## Task objective
This exercise asks for a copy of each line in the records below with the word "LayoutDocument" in it.

(Stored items)

● ● ● ● ●

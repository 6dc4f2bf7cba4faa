use serde_json::Value;
use tracing::warn;

use crate::layout::document::{LayoutDocument, RawLayout};

/// Converts a stored layout into a canonical document, or `None` when there is nothing
/// renderable. Never fails: corrupt or legacy values degrade to `None`.
pub fn normalize_layout(raw: RawLayout) -> Option<LayoutDocument> {
    match raw {
        RawLayout::EncodedString(text) => match serde_json::from_str::<Value>(&text) {
            Ok(parsed) => LayoutDocument::from_value(parsed),
            Err(e) => {
                warn!("Discarding unparsable layout ({} bytes): {e}", text.len());
                None
            }
        },
        RawLayout::StructuredValue(value) => LayoutDocument::from_value(value),
        RawLayout::Absent => None,
    }
}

● ● ● ● ●

## Solution below
use crate::layout::document::{LayoutDocument, RawLayout};
pub fn normalize_layout(raw: RawLayout) -> Option<LayoutDocument> {
            Ok(parsed) => LayoutDocument::from_value(parsed),
        RawLayout::StructuredValue(value) => LayoutDocument::from_value(value),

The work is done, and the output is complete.